Define items using Sqlalchemy ORM

from scrapy_sqlitem import SqlItem

class MyModel(Base):
    __tablename__ = 'mytable'
    id = Column(Integer, primary_key=True)
    name = Column(String)

class MyItem(SqlItem):
    sqlmodel = MyModel

Or Define Items using Sqlalchemy Core

from scrapy_sqlitem import SqlItem

class MyItem(SqlItem):
    sqlmodel = Table('mytable', metadata
        Column('id', Integer, primary_key=True),
        Column('name', String, nullable=False))

If tables have not been created yet make sure to create them. See sqlalchemy docs and the example spider.

Use SqlSpider to easily save scraped items to the database

settings.py

DATABASE_URI = "sqlite:///"

Define your spider

from scrapy_sqlitem import SqlSpider

class MySpider(SqlSpider):
   name = 'myspider'

   start_urls = ('http://dmoz.org',)

   def parse(self, response):
        selector = Selector(response)
        item = MyItem()
        item['name'] = selector.xpath('//title[1]/text()').extract_first()
        yield item

Run the spider

scrapy crawl myspider

Query the database

Select * from mytable;

 id |               name                |
----+-----------------------------------+
  1 | DMOZ - the Open Directory Project |

Other Information

Do not want to use SqlSpider? Write a pipeline instead.

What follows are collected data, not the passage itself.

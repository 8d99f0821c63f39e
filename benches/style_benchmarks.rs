use bladestyle_core::{analyze, lexer::tokenize, parse, parser::Parser, serialize};
use criterion::{black_box, criterion_group, criterion_main, BenchmarkId, Criterion, Throughput};

// ============================================================================
// Test Data: Varying Complexity and Size
// ============================================================================

const TINY_STYLE: &str = "StylePtr<Blue>()";

const SMALL_STYLE: &str = "StyleNormalPtr<AudioFlicker<Blue,DodgerBlue>,White,300,800>()";

const MEDIUM_STYLE: &str = "StylePtr<Layers<Blue,AudioFlickerL<DodgerBlue>,\
    BlastL<White>,SimpleClashL<Red>,LocalizedClashL<White>,\
    AlphaL<Red,Bump<Int<16384>>>>>()";

const LARGE_STYLE: &str = "StylePtr<Layers<\
    Mix<Sin<Int<20>>,Rgb<0,0,128>,Rgb<0,0,255>>,\
    AlphaL<AudioFlickerL<DodgerBlue>,SwingSpeed<400>>,\
    AlphaL<Red,IntSelect<Variation,Int<0>,Int<16384>,Int<32768>>>,\
    BlastL<White,200,100,400,EFFECT_BLAST>,\
    SimpleClashL<White,40,EFFECT_CLASH>,\
    LocalizedClashL<Yellow,80,30,EFFECT_STAB>,\
    AlphaMixL<Scale<SwingSpeed<600>,Int<0>,Int<32768>>,Black,Orange,Red>,\
    BlinkingL<Cyan,Int<1000>,Int<500>>,\
    BrownNoiseFlickerL<Pink,Int<300>>>>()";

// Generate a deep style for stress testing
fn generate_nested_style(depth: usize) -> String {
    let mut style = "Int<1>".to_string();
    for _ in 0..depth {
        style = format!("Sum<{style},Int<2>>");
    }
    format!("StylePtr<Mix<{style},Black,White>>()")
}

// ============================================================================
// Tokenizer Benchmarks
// ============================================================================

fn bench_tokenizer_sizes(c: &mut Criterion) {
    let mut group = c.benchmark_group("tokenizer_by_size");

    for (name, source) in [
        ("tiny", TINY_STYLE),
        ("small", SMALL_STYLE),
        ("medium", MEDIUM_STYLE),
        ("large", LARGE_STYLE),
    ] {
        group.throughput(Throughput::Bytes(source.len() as u64));
        group.bench_with_input(BenchmarkId::from_parameter(name), source, |b, src| {
            b.iter(|| tokenize(black_box(src)))
        });
    }

    group.finish();
}

// ============================================================================
// Parser Benchmarks
// ============================================================================

fn bench_parser_sizes(c: &mut Criterion) {
    let mut group = c.benchmark_group("parser_by_size");

    for (name, source) in [
        ("tiny", TINY_STYLE),
        ("small", SMALL_STYLE),
        ("medium", MEDIUM_STYLE),
        ("large", LARGE_STYLE),
    ] {
        group.throughput(Throughput::Bytes(source.len() as u64));
        group.bench_with_input(BenchmarkId::from_parameter(name), source, |b, src| {
            b.iter(|| Parser::new(black_box(src)).parse_style())
        });
    }

    group.finish();
}

fn bench_parser_nesting(c: &mut Criterion) {
    let mut group = c.benchmark_group("parser_nesting");

    for depth in [4, 16, 32, 60] {
        let source = generate_nested_style(depth);
        group.throughput(Throughput::Elements(depth as u64));
        group.bench_with_input(BenchmarkId::from_parameter(depth), &source, |b, src| {
            b.iter(|| parse(black_box(src)))
        });
    }

    group.finish();
}

// ============================================================================
// Serializer and End-to-End Benchmarks
// ============================================================================

fn bench_serializer(c: &mut Criterion) {
    let tree = parse(LARGE_STYLE).unwrap();
    c.bench_function("serialize_large", |b| b.iter(|| serialize(black_box(&tree))));
}

fn bench_e2e_round_trip(c: &mut Criterion) {
    let mut group = c.benchmark_group("e2e_round_trip");

    for (name, source) in [("small", SMALL_STYLE), ("large", LARGE_STYLE)] {
        group.bench_with_input(BenchmarkId::from_parameter(name), source, |b, src| {
            b.iter(|| {
                let parsed = analyze(black_box(src), "bench.style").unwrap();
                parsed.to_style_string()
            })
        });
    }

    group.finish();
}

fn bench_json_export(c: &mut Criterion) {
    let parsed = analyze(LARGE_STYLE, "bench.style").unwrap();
    c.bench_function("to_json_large", |b| b.iter(|| black_box(&parsed).to_json()));
}

criterion_group!(
    benches,
    bench_tokenizer_sizes,
    bench_parser_sizes,
    bench_parser_nesting,
    bench_serializer,
    bench_e2e_round_trip,
    bench_json_export,
);

criterion_main!(benches);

from sqlalchemy import create_engine

class CommitSqlPipeline(object):

        def __init__(self):
                self.engine = create_engine("sqlite:///")

        def process_item(self, item, spider):
                item.commit_item(engine=self.engine)

Drop items missing required primary key data before saving to the db

from scrapy.exceptions import DropItem

class DropMissingDataPipeline(object):
        def process_item(self, item, spider):
                if item.null_required_fields:
                        raise DropItem
                else:
                        return item
# Watch out for Serial primary keys that are considered null.

Save to the database in chunks rather than item by item

Inherit from SqlSpider and..

In settings

DEFAULT_CHUNKSIZE = 500

CHUNKSIZE_BY_TABLE = {'mytable': 1000, 'othertable': 250}

If an error occurs while saving a chunk to the db it will try and save each item one at a time

Access the underlying sqlalchemy table to query the database

INSERT INTO mytable (id, name) VALUES ('1','ryan')
myitem = MyItem()
# bind the table to an engine (I could have done this when I created the table too)
myitem.table.metadata.bind = self.engine
myitem.table.select().where(item.table.c.id == 1).execute().fetchone()

(1, 'ryan')

What row in the database matches the data in my item?

myitem = MyItem()
myitem['id'] = 1
myitem.get_matching_dbrow(bind=self.engine)

(1, 'ryan')

This is same query as the one above!

Gotchas

If you subclass either item_scraped or spider_closed make sure to call super!

class MySpider(SqlSpider):

        def parse(self, response):
                pass

        def spider_closed(self, spider, reason):
                super(MySpider, self).spider_closed(spider, reason)
                self.log("Log some really important custom stats")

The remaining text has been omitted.